Data extracted from a collection:
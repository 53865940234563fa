// Copyright 2023 Contributors to the Veraison project.
// SPDX-License-Identifier: Apache-2.0

use super::errors::Error;
use openssl::x509::X509;
use serde::Deserialize;

/// A root certificate trusted for attestations of a given statement format
#[derive(Clone, Deserialize, Debug)]
pub struct TrustAnchor {
    /// The attestation statement format identifier (e.g., "packed", "tpm")
    pub format: String,

    /// The root certificate, serialised using the textual encoding described
    /// in §5.1 of RFC7468
    #[serde(rename(deserialize = "pem"))]
    raw_pem: String,

    /// Whether the root is operated by an Attestation CA.  Packed attestations
    /// chaining to such a root are classified as AttCA rather than Basic.
    #[serde(rename(deserialize = "attestation-ca"), default)]
    pub attestation_ca: bool,

    #[serde(skip)]
    pub cert: Option<X509>,
}

impl TrustAnchor {
    pub fn new(format: &str, cert: X509, attestation_ca: bool) -> Self {
        Self {
            format: format.to_string(),
            raw_pem: String::new(),
            attestation_ca,
            cert: Some(cert),
        }
    }

    pub fn parse_cert(&mut self) -> Result<(), Error> {
        let cert =
            X509::from_pem(self.raw_pem.as_bytes()).map_err(|e| Error::Syntax(e.to_string()))?;

        self.cert = Some(cert);

        Ok(())
    }
}
// Copyright 2023 Contributors to the Veraison project.
// SPDX-License-Identifier: Apache-2.0

use super::authdata::{Aaguid, AttestedCredentialData, AuthenticatorData};
use super::cbor;
use super::common::*;
use super::errors::Error;
use super::formats::{
    AndroidKey, AndroidKeyPolicy, AndroidSafetyNet, Apple, FidoU2f, NoneFormat, Packed,
    SafetyNetPolicy, Tpm,
};
use ciborium::Value;
use serde::{Deserialize, Serialize};
use std::str::FromStr;

/// The attestation statement formats registered in the IANA "WebAuthn
/// Attestation Statement Format Identifiers" registry that this crate knows
/// how to verify
#[derive(Debug, Clone, Copy, PartialEq, Eq, Hash, Serialize, Deserialize)]
pub enum AttestationFormat {
    #[serde(rename = "none")]
    None,
    #[serde(rename = "packed")]
    Packed,
    #[serde(rename = "tpm")]
    Tpm,
    #[serde(rename = "android-key")]
    AndroidKey,
    #[serde(rename = "android-safetynet")]
    AndroidSafetyNet,
    #[serde(rename = "fido-u2f")]
    FidoU2f,
    #[serde(rename = "apple")]
    Apple,
}

impl AttestationFormat {
    pub fn as_str(&self) -> &'static str {
        match self {
            AttestationFormat::None => "none",
            AttestationFormat::Packed => "packed",
            AttestationFormat::Tpm => "tpm",
            AttestationFormat::AndroidKey => "android-key",
            AttestationFormat::AndroidSafetyNet => "android-safetynet",
            AttestationFormat::FidoU2f => "fido-u2f",
            AttestationFormat::Apple => "apple",
        }
    }

    /// Run the verifier for this format
    pub fn verify(
        &self,
        stmt: &Value,
        auth_data: &AuthenticatorData,
        client_data_hash: &[u8],
        policies: &FormatPolicies,
    ) -> Result<AttestationResult, Error> {
        log::debug!("verifying {} attestation statement", self.as_str());

        match self {
            AttestationFormat::None => NoneFormat.verify(stmt, auth_data, client_data_hash),
            AttestationFormat::Packed => Packed.verify(stmt, auth_data, client_data_hash),
            AttestationFormat::Tpm => Tpm.verify(stmt, auth_data, client_data_hash),
            AttestationFormat::AndroidKey => AndroidKey::new(policies.android_key)
                .verify(stmt, auth_data, client_data_hash),
            AttestationFormat::AndroidSafetyNet => {
                AndroidSafetyNet::new(policies.safetynet.clone())
                    .verify(stmt, auth_data, client_data_hash)
            }
            AttestationFormat::FidoU2f => FidoU2f.verify(stmt, auth_data, client_data_hash),
            AttestationFormat::Apple => Apple.verify(stmt, auth_data, client_data_hash),
        }
    }
}

impl FromStr for AttestationFormat {
    type Err = Error;

    fn from_str(s: &str) -> Result<Self, Error> {
        match s {
            "none" => Ok(AttestationFormat::None),
            "packed" => Ok(AttestationFormat::Packed),
            "tpm" => Ok(AttestationFormat::Tpm),
            "android-key" => Ok(AttestationFormat::AndroidKey),
            "android-safetynet" => Ok(AttestationFormat::AndroidSafetyNet),
            "fido-u2f" => Ok(AttestationFormat::FidoU2f),
            "apple" => Ok(AttestationFormat::Apple),
            f => Err(Error::UnsupportedAttestationFormat(f.to_string())),
        }
    }
}

impl std::fmt::Display for AttestationFormat {
    fn fmt(&self, f: &mut std::fmt::Formatter<'_>) -> std::fmt::Result {
        write!(f, "{}", self.as_str())
    }
}

/// Attestation types, see §6.5.4 of WebAuthn L3
#[derive(Debug, Clone, Copy, PartialEq, Eq, Hash, Serialize, Deserialize)]
#[serde(rename_all = "lowercase")]
pub enum AttestationType {
    None,
    #[serde(rename = "self")]
    SelfAttestation,
    AttCa,
    Basic,
    AnonCa,
    Ecdaa,
}

impl AttestationType {
    pub fn as_str(&self) -> &'static str {
        match self {
            AttestationType::None => "none",
            AttestationType::SelfAttestation => "self",
            AttestationType::AttCa => "attca",
            AttestationType::Basic => "basic",
            AttestationType::AnonCa => "anonca",
            AttestationType::Ecdaa => "ecdaa",
        }
    }
}

/// What a format verifier established about an attestation statement
#[derive(Debug, Clone, PartialEq, Eq)]
pub struct AttestationResult {
    pub attestation_type: AttestationType,
    /// DER certificates, leaf first; empty when there is nothing to chain
    pub trust_path: Vec<Vec<u8>>,
    pub aaguid: Aaguid,
}

/// Policy knobs for the formats that have any
#[derive(Debug, Clone, Default)]
pub struct FormatPolicies {
    pub android_key: AndroidKeyPolicy,
    pub safetynet: SafetyNetPolicy,
}

/// One verification procedure per attestation statement format
pub trait AttestationVerifier {
    /// Verify `stmt` (the attStmt map) against the authenticator data and the
    /// hash of the raw client data
    fn verify(
        &self,
        stmt: &Value,
        auth_data: &AuthenticatorData,
        client_data_hash: &[u8],
    ) -> Result<AttestationResult, Error>;
}

/// The attested credential data every registration must carry
pub(crate) fn attested(auth_data: &AuthenticatorData) -> Result<&AttestedCredentialData, Error> {
    auth_data
        .attested_credential
        .as_ref()
        .ok_or_else(|| Error::Verification("missing attested credential data".to_string()))
}

/// The CBOR attestation object returned by navigator.credentials.create()
#[derive(Debug, Clone, PartialEq)]
pub struct AttestationObject {
    pub fmt: String,
    pub att_stmt: Value,
    pub auth_data: Vec<u8>,
}

impl AttestationObject {
    pub fn decode(buf: &[u8]) -> Result<Self, Error> {
        let v = cbor::decode_exact(buf)?;
        let m = to_map(&v, "attestation object")?;

        let fmt = map_lookup(m, "fmt")
            .ok_or_else(|| Error::MalformedEncoding("missing fmt".to_string()))?;
        let att_stmt = map_lookup(m, "attStmt")
            .ok_or_else(|| Error::MalformedEncoding("missing attStmt".to_string()))?;
        let auth_data = map_lookup(m, "authData")
            .ok_or_else(|| Error::MalformedEncoding("missing authData".to_string()))?;

        if !att_stmt.is_map() {
            return Err(Error::MalformedEncoding("attStmt MUST be map".to_string()));
        }

        Ok(AttestationObject {
            fmt: to_tstr(fmt, "fmt")?,
            att_stmt: att_stmt.clone(),
            auth_data: to_bstr(auth_data, "authData")?,
        })
    }

    pub fn format(&self) -> Result<AttestationFormat, Error> {
        AttestationFormat::from_str(&self.fmt)
    }

    pub fn encode(&self) -> Result<Vec<u8>, Error> {
        let v = Value::Map(vec![
            (Value::Text("fmt".to_string()), Value::Text(self.fmt.clone())),
            (Value::Text("attStmt".to_string()), self.att_stmt.clone()),
            (
                Value::Text("authData".to_string()),
                Value::Bytes(self.auth_data.clone()),
            ),
        ]);

        let mut buf = Vec::new();
        ciborium::ser::into_writer(&v, &mut buf)
            .map_err(|e| Error::MalformedEncoding(format!("encoding attestation object: {e}")))?;

        Ok(buf)
    }
}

TO DO
Could you set down, word for word, only the lines above from the line with "fn from_str(s: &str)" to the line with "of WebAuthn L3", including both?

SOLUTION FOR THIS PROBLEM
    fn from_str(s: &str) -> Result<Self, Error> {
        match s {
            "none" => Ok(AttestationFormat::None),
            "packed" => Ok(AttestationFormat::Packed),
            "tpm" => Ok(AttestationFormat::Tpm),
            "android-key" => Ok(AttestationFormat::AndroidKey),
            "android-safetynet" => Ok(AttestationFormat::AndroidSafetyNet),
            "fido-u2f" => Ok(AttestationFormat::FidoU2f),
            "apple" => Ok(AttestationFormat::Apple),
            f => Err(Error::UnsupportedAttestationFormat(f.to_string())),
        }
    }
}

impl std::fmt::Display for AttestationFormat {
    fn fmt(&self, f: &mut std::fmt::Formatter<'_>) -> std::fmt::Result {
        write!(f, "{}", self.as_str())
    }
}

/// Attestation types, see §6.5.4 of WebAuthn L3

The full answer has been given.